Stored items
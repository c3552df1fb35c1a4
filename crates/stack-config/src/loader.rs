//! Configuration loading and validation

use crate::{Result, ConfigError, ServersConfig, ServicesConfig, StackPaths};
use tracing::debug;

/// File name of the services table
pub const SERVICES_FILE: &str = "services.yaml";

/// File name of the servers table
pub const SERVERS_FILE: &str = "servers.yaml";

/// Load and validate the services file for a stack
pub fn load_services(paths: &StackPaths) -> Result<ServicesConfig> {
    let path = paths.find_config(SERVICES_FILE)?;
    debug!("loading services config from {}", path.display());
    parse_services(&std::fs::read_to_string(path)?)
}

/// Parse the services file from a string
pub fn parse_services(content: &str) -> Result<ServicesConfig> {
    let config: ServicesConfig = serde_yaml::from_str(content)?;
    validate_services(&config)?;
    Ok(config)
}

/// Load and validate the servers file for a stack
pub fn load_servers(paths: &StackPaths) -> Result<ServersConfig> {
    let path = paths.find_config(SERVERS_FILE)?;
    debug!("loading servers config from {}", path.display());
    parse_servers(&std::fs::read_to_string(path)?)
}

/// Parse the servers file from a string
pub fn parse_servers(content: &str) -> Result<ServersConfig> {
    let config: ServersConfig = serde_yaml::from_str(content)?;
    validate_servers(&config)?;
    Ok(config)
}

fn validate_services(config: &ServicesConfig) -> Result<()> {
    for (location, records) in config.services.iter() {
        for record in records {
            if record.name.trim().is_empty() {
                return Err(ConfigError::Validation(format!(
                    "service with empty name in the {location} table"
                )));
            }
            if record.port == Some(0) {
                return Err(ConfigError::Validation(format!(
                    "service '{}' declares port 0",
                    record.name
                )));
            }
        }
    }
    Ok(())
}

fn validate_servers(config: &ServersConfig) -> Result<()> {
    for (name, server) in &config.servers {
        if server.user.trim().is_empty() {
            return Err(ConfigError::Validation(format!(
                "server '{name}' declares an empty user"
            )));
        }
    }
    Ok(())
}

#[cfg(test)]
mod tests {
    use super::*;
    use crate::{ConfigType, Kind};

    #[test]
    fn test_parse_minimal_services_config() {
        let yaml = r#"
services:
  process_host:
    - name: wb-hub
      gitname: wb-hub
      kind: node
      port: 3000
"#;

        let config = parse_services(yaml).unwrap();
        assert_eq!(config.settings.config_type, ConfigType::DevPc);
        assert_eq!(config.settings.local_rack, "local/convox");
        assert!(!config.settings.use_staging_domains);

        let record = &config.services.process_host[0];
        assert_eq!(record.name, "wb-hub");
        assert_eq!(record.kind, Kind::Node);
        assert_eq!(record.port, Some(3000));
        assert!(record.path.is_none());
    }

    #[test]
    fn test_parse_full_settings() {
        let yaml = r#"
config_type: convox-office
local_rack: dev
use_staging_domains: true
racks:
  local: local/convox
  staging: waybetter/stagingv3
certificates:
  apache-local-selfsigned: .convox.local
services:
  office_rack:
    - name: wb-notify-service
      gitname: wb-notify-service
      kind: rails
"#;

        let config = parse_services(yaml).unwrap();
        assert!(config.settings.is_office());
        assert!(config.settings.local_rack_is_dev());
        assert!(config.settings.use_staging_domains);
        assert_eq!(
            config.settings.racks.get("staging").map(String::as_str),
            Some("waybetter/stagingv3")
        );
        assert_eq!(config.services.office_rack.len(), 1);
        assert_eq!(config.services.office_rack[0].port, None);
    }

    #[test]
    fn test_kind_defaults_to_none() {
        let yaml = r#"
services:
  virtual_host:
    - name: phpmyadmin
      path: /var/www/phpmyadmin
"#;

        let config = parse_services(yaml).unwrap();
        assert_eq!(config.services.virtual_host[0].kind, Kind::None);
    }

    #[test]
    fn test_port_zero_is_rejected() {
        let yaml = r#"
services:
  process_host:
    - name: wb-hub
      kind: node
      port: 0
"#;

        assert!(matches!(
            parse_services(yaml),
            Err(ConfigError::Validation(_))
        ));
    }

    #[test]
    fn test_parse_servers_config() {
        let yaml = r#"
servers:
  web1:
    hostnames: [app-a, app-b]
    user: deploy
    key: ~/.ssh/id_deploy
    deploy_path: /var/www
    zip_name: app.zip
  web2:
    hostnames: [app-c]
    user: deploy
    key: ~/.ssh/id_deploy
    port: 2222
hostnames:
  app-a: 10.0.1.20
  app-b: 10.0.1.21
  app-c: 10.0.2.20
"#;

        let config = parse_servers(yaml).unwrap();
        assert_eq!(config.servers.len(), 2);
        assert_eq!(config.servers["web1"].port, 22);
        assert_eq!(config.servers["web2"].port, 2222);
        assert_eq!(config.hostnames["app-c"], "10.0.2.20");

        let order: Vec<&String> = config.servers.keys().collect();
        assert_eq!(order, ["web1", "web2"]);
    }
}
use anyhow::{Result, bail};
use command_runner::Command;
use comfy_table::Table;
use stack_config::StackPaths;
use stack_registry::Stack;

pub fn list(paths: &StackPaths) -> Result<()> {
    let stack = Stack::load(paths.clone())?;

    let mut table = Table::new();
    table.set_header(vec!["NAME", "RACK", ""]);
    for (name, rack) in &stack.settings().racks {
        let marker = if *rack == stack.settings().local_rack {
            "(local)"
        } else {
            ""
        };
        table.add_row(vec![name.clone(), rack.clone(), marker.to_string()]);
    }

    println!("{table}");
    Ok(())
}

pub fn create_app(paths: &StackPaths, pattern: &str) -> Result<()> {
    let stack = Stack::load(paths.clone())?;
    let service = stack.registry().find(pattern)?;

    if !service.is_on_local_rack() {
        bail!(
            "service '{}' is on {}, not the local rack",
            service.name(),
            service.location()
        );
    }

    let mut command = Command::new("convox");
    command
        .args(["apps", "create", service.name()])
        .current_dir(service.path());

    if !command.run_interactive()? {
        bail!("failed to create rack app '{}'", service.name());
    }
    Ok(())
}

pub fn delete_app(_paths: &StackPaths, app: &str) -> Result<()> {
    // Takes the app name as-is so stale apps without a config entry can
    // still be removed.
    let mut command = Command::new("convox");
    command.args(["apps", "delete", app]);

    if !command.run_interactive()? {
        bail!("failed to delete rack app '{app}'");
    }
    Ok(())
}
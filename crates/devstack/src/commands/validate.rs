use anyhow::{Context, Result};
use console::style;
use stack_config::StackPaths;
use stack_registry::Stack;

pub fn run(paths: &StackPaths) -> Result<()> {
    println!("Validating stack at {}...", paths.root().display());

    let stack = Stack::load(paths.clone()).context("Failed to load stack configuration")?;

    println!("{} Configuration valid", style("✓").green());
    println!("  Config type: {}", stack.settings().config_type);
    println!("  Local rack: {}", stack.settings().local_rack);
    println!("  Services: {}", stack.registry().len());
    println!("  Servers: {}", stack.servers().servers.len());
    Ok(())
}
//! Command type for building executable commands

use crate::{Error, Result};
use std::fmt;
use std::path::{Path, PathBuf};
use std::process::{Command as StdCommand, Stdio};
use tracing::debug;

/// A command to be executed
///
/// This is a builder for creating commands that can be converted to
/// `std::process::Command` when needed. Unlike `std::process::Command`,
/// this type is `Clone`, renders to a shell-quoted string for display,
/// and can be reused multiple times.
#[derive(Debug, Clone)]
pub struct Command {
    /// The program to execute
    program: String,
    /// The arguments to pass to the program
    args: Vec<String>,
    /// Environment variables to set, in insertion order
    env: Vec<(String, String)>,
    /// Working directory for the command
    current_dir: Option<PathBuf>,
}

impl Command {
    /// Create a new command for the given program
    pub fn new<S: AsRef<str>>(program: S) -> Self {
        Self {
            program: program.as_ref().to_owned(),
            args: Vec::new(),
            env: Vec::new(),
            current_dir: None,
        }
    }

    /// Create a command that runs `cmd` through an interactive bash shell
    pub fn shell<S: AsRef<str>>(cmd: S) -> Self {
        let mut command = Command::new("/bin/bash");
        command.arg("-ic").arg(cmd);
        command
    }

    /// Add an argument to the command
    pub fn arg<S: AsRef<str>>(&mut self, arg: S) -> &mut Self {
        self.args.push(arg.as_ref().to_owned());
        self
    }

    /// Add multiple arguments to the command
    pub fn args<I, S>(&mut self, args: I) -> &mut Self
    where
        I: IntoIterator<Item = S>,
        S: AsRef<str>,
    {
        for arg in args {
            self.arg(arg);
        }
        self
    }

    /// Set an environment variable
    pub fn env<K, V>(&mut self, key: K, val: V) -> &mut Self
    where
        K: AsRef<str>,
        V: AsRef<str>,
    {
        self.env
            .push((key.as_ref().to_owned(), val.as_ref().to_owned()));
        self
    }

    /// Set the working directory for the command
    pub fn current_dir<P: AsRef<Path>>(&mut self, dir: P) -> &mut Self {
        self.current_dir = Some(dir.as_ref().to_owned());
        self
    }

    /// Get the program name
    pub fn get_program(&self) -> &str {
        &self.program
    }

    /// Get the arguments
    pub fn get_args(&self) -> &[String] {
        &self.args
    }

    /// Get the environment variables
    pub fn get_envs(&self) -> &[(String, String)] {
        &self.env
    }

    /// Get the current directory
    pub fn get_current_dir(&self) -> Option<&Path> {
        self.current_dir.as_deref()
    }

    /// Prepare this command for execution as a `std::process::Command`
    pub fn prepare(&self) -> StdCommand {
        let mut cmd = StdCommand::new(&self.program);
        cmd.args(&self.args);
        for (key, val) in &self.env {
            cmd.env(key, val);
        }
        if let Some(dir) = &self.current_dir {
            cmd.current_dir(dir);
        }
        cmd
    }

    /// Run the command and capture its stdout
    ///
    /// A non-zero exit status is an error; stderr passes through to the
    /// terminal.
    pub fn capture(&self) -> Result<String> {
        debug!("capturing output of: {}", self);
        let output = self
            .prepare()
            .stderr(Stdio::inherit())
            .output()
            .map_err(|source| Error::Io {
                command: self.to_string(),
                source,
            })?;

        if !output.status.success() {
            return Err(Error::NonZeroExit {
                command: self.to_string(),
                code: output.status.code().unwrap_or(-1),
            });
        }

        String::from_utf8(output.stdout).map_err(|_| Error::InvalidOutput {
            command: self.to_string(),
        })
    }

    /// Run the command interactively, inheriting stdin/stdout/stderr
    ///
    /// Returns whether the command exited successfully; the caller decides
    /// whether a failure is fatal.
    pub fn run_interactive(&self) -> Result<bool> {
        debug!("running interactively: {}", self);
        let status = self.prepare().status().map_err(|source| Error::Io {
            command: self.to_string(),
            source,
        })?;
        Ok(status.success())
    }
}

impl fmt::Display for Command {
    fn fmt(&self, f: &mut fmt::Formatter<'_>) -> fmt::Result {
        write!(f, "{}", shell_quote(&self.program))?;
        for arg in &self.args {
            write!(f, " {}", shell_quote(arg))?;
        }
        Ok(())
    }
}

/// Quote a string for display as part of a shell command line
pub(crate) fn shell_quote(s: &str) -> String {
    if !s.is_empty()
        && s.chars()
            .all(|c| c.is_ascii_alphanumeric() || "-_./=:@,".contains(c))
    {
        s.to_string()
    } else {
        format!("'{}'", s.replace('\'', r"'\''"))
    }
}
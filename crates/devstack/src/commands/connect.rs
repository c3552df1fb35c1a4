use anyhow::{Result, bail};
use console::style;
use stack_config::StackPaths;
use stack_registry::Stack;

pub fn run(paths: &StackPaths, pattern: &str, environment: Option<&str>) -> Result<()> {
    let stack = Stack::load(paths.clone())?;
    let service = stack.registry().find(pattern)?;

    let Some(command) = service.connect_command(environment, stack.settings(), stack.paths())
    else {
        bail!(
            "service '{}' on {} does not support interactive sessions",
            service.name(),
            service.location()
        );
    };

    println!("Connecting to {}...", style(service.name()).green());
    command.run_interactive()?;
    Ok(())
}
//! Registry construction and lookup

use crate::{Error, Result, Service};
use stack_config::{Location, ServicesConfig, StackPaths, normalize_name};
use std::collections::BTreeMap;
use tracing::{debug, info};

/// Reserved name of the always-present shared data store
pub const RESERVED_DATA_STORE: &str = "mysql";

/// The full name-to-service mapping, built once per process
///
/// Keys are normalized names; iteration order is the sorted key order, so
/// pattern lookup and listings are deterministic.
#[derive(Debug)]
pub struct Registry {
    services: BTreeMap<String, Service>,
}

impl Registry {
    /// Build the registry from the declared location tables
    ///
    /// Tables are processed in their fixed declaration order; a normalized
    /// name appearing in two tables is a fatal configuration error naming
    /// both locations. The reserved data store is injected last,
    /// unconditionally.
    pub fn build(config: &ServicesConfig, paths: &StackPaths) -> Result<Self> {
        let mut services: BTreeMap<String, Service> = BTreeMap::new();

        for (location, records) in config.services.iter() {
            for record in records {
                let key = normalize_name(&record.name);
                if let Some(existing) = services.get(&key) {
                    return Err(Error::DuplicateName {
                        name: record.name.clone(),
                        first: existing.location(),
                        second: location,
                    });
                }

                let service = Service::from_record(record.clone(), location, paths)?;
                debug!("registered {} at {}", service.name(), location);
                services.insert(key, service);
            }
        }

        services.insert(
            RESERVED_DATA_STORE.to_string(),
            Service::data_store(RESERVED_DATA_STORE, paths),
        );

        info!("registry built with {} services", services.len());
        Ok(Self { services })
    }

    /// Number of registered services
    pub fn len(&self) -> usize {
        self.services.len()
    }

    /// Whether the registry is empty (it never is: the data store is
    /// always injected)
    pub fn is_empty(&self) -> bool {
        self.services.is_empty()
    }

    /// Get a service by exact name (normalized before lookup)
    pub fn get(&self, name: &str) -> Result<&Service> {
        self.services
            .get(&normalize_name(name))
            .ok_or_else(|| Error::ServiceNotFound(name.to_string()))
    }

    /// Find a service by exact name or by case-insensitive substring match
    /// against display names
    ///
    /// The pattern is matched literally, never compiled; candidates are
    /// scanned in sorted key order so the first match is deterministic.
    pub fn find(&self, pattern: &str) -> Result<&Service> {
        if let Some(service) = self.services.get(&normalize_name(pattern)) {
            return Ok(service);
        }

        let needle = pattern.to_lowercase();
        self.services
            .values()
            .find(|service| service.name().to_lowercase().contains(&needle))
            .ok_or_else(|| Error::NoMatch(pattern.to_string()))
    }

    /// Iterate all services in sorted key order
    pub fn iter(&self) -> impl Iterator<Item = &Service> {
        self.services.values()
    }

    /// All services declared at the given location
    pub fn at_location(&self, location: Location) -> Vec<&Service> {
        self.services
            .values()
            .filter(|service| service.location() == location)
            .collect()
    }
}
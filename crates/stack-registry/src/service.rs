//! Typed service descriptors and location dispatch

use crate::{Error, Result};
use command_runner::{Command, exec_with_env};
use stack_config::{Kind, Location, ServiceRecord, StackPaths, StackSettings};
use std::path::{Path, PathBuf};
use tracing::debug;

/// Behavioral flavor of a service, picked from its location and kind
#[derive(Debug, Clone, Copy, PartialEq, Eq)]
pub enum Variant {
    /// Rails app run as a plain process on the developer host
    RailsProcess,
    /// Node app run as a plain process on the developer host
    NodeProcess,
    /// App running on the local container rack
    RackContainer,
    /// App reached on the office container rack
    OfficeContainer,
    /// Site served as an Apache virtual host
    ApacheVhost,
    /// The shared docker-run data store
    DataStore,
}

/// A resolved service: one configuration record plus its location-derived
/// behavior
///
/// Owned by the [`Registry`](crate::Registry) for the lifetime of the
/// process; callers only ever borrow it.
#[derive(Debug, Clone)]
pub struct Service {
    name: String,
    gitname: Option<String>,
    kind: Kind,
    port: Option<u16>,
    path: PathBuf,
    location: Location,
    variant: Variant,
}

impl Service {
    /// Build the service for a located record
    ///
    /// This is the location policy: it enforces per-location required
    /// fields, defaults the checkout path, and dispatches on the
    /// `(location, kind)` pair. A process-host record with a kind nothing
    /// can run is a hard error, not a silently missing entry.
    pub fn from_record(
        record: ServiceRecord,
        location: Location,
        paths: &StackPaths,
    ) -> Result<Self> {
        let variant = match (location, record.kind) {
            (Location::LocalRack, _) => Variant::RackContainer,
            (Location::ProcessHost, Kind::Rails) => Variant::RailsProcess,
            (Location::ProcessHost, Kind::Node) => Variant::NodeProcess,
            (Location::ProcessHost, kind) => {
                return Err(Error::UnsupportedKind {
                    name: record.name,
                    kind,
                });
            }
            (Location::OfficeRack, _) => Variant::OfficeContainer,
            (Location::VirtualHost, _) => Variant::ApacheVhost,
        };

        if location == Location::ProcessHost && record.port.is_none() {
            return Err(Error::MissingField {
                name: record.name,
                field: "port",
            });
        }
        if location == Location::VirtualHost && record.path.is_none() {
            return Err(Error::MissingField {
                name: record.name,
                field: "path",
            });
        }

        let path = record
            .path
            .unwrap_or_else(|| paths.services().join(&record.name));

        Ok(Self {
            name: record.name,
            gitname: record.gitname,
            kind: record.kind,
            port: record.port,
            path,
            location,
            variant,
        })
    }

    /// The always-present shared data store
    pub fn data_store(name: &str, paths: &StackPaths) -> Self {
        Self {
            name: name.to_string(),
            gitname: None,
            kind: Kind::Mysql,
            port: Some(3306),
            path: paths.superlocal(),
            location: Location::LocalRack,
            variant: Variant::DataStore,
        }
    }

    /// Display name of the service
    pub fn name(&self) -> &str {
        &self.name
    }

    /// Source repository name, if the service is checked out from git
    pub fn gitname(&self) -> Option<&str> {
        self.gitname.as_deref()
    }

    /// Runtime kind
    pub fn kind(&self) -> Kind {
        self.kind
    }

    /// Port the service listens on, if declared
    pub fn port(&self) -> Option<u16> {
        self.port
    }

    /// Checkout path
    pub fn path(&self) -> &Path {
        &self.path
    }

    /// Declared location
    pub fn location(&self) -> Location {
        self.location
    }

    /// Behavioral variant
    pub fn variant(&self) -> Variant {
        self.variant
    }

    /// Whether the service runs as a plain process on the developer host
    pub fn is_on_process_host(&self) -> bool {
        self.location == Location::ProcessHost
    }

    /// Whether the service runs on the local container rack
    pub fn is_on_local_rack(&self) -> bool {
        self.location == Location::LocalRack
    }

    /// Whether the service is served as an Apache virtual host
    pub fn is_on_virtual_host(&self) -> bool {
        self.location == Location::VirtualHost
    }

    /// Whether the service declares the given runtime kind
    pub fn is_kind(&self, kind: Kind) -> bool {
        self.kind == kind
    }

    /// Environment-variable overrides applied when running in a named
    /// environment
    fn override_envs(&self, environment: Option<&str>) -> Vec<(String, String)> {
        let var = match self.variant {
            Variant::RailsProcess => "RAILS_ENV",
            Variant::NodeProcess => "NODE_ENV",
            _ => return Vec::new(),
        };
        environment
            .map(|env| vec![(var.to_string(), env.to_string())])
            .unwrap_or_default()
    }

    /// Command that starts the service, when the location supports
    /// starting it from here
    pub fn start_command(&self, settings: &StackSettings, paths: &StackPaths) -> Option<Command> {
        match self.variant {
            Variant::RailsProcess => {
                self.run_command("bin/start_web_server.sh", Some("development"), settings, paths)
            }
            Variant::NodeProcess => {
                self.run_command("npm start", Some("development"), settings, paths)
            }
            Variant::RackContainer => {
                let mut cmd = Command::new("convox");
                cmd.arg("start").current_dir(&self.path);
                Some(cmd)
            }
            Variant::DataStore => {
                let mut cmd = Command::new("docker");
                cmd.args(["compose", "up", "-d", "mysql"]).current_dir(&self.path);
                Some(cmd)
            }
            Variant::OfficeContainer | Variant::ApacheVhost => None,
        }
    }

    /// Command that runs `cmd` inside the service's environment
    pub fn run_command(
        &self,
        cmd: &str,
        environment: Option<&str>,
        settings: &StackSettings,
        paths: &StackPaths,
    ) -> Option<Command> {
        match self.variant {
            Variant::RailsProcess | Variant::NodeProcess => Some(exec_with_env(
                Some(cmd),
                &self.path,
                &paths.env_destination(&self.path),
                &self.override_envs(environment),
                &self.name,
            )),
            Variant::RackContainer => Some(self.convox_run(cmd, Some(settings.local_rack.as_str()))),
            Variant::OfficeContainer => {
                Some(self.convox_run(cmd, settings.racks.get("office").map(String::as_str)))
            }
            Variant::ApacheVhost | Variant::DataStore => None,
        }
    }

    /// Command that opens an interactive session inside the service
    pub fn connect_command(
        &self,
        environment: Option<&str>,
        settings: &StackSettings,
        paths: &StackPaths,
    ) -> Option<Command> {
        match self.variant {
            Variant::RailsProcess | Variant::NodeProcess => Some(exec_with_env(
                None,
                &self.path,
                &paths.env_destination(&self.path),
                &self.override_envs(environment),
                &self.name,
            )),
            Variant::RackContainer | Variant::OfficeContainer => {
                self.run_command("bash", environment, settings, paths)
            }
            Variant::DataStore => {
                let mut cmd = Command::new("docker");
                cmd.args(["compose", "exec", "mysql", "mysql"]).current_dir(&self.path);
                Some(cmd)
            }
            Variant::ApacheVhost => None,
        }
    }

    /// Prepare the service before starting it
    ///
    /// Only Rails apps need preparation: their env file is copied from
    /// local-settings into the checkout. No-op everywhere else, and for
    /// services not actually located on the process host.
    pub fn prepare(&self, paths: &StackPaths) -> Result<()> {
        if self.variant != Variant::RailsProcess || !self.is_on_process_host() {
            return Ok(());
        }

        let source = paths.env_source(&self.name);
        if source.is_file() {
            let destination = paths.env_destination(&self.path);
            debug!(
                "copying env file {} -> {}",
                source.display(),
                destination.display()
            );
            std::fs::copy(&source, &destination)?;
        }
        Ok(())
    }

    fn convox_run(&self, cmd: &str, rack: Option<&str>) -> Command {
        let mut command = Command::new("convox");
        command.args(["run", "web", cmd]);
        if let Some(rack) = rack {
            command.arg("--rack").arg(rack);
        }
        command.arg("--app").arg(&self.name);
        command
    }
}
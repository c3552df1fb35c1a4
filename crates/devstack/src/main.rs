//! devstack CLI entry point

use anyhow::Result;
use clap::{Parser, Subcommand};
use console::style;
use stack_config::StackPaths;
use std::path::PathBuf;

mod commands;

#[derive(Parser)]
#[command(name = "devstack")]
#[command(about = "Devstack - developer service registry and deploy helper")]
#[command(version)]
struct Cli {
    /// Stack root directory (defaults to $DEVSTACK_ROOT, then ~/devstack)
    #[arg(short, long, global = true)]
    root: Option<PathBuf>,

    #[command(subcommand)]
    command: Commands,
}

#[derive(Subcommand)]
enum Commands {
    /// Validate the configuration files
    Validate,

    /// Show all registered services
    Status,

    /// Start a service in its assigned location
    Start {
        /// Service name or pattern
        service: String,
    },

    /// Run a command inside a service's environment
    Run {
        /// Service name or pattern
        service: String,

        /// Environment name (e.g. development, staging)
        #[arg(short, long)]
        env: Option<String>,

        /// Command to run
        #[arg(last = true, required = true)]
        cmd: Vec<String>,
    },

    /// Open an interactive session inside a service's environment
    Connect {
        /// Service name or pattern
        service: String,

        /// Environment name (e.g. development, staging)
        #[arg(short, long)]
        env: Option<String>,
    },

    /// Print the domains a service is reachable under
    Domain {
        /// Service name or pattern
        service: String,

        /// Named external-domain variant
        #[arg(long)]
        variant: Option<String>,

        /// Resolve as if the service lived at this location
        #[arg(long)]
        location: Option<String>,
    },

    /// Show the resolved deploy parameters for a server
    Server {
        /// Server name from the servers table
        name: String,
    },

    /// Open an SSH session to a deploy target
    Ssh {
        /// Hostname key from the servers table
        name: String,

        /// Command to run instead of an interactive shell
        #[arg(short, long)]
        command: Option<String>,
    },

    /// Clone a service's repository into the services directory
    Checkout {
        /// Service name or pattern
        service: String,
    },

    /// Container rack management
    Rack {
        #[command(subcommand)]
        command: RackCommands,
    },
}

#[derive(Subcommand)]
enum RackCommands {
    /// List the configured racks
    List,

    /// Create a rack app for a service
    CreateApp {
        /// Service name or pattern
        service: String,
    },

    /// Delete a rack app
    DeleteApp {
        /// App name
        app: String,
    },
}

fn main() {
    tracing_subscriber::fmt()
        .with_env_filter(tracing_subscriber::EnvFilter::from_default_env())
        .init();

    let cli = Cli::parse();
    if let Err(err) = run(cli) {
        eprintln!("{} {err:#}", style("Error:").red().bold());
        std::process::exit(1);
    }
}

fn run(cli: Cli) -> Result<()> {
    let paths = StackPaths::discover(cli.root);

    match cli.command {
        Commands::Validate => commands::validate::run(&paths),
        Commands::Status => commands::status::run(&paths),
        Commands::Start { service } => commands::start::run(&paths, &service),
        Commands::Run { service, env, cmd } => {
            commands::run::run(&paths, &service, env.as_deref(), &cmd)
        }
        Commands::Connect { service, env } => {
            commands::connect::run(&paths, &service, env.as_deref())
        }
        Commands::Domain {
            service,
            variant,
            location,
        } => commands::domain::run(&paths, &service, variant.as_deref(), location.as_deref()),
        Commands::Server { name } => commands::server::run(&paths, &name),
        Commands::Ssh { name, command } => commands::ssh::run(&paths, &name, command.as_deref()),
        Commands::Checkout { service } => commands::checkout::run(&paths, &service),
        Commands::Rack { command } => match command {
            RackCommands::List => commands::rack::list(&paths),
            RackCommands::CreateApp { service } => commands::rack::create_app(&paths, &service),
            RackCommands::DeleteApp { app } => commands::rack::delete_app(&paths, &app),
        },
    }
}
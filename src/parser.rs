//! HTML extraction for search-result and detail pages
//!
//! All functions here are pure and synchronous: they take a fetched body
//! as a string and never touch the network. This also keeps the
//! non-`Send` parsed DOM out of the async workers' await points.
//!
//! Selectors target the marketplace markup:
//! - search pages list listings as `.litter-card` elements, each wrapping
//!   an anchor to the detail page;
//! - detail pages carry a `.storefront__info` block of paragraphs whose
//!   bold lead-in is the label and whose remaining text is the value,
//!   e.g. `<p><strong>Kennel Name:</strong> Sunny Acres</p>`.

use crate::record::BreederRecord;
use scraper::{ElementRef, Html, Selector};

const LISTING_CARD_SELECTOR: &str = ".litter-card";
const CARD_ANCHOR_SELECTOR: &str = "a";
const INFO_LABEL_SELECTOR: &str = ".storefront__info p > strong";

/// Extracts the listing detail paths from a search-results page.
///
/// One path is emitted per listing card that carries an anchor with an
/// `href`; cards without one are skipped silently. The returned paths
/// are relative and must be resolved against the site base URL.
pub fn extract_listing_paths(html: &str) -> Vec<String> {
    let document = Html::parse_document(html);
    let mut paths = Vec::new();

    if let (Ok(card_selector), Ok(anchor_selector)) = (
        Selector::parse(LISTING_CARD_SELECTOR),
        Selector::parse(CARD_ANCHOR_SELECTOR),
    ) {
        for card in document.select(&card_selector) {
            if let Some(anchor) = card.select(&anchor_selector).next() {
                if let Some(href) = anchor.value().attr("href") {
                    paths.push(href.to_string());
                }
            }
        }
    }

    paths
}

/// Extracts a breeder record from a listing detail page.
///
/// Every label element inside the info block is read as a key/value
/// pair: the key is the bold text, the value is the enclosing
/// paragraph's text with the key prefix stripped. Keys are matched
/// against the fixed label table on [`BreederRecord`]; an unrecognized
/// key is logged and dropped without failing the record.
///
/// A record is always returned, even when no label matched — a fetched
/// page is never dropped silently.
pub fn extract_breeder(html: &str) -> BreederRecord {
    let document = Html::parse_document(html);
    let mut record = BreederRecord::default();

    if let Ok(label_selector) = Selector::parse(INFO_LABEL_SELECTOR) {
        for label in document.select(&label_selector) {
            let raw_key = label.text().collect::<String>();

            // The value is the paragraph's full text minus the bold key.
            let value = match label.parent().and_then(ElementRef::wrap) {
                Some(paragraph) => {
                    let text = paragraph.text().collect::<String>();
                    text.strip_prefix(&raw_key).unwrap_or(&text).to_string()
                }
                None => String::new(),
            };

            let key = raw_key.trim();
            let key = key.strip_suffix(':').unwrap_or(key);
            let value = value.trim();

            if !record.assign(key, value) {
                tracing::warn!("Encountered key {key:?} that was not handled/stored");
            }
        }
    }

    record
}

> [Problem statement]
The answer should hold only the lines from the start of the records above through the line containing "the services table", each set down exactly.

> [Your solution]
repository c3552df1fb35c1a4
filename crates/stack-config/src/loader.rs
//! Configuration loading and validation

use crate::{Result, ConfigError, ServersConfig, ServicesConfig, StackPaths};
use tracing::debug;

/// File name of the services table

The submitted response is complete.